Book four in a series is a lot of ground to cover both before this book and after this book. Again, without spoilers for this book and any that preceded it. And given that this series is currently sitting at a total of eight books and one novella with more in the works according the Schaefer we have reached that inevitable point in the series where a book serves to resolve some items, set up much more and fill in the gaps that need filling so the action, plot and characters can move forward.
For the record, this book isn’t entirely filler. In fact there are a lot of important moments in this book that felt oh so right as far as timing and the actions taken by the characters. However, looking at the series with 20/20 some people might call this book filler. Me? I call it amazing.

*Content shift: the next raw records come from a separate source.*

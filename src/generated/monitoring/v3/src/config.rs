// Copyright 2026 Google LLC
//
// Licensed under the Apache License, Version 2.0 (the "License");
// you may not use this file except in compliance with the License.
// You may obtain a copy of the License at
//
//     https://www.apache.org/licenses/LICENSE-2.0
//
// Unless required by applicable law or agreed to in writing, software
// distributed under the License is distributed on an "AS IS" BASIS,
// WITHOUT WARRANTIES OR CONDITIONS OF ANY KIND, either express or implied.
// See the License for the specific language governing permissions and
// limitations under the License.
//
// Code generated by sidekick. DO NOT EDIT.

//! The bundled client configuration for each service.
//!
//! Each file contains the default timeouts, retryable status codes, and page
//! sizes for one service. Applications override these values with
//! `with_client_config()` in the client builders.

pub(crate) const ALERT_POLICY_SERVICE: &str = include_str!("config/alert_policy_service_client_config.json");

pub(crate) const GROUP_SERVICE: &str = include_str!("config/group_service_client_config.json");

pub(crate) const METRIC_SERVICE: &str = include_str!("config/metric_service_client_config.json");

pub(crate) const NOTIFICATION_CHANNEL_SERVICE: &str = include_str!("config/notification_channel_service_client_config.json");

pub(crate) const SERVICE_MONITORING_SERVICE: &str = include_str!("config/service_monitoring_service_client_config.json");

pub(crate) const UPTIME_CHECK_SERVICE: &str = include_str!("config/uptime_check_service_client_config.json");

Faust goes to Chicago (to get off of Harmony Black’s radar) and to pull of a high-stake heist. He meets mob people, a necromancer, and many other…unsavory characters. The struggle is, aside from the challenge of such a heist, is that it is also a test of sort for the courts of hell to see how valuable to them he actually may be.
Also, Chicago mob members have their eyes on Daniel’s hometown of Las Vegas. And no one is happy about that.
There are certain quotes throughout this book that I just adore beyond all comprehension and a few of them are here to amuse and entrap you without giving too many spoilers.
“The original games were gladiatorial fights to the death. We had to revise that after a few years because, well, people stopped signing up.”
“I wondered, for a brief instant, what a necromancer like Damien Ecko could do with the skeleton of a T. rex. I shrugged the idea off. Nobody’s that good.”
“It’s never good to owe money to a guy with a cellar full of military hardware. Especially not when he rides with an outlaw biker gang.”
Suffice to say. You should read the first three books. And this one. And any books that follow. Who doesn’t love a damaged, perhaps morally off-kilter hero?